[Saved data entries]
========

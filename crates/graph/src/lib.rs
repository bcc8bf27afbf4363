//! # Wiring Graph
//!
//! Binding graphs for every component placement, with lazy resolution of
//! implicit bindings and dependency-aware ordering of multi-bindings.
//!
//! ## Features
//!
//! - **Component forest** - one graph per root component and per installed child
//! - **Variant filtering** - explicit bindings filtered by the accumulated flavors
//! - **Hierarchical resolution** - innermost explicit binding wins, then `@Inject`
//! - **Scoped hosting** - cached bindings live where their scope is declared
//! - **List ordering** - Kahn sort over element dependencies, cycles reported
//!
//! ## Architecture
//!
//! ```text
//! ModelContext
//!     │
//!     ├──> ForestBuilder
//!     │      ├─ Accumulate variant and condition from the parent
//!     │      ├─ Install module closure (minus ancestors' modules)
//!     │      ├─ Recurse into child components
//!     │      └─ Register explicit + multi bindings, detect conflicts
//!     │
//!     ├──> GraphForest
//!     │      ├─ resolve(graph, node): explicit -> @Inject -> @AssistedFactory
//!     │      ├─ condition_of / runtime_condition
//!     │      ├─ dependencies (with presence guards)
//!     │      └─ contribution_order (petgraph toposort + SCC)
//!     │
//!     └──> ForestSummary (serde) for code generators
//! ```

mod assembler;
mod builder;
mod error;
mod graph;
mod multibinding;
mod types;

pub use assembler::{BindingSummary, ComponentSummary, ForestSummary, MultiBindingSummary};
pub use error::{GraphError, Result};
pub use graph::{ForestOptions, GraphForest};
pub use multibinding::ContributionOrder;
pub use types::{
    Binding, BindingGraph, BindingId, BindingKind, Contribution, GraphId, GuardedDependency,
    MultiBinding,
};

========

Show all lines above containing "explicit".

//! - **Variant filtering** - explicit bindings filtered by the accumulated flavors
//! - **Hierarchical resolution** - innermost explicit binding wins, then `@Inject`
//!     │      └─ Register explicit + multi bindings, detect conflicts
//!     │      ├─ resolve(graph, node): explicit -> @Inject -> @AssistedFactory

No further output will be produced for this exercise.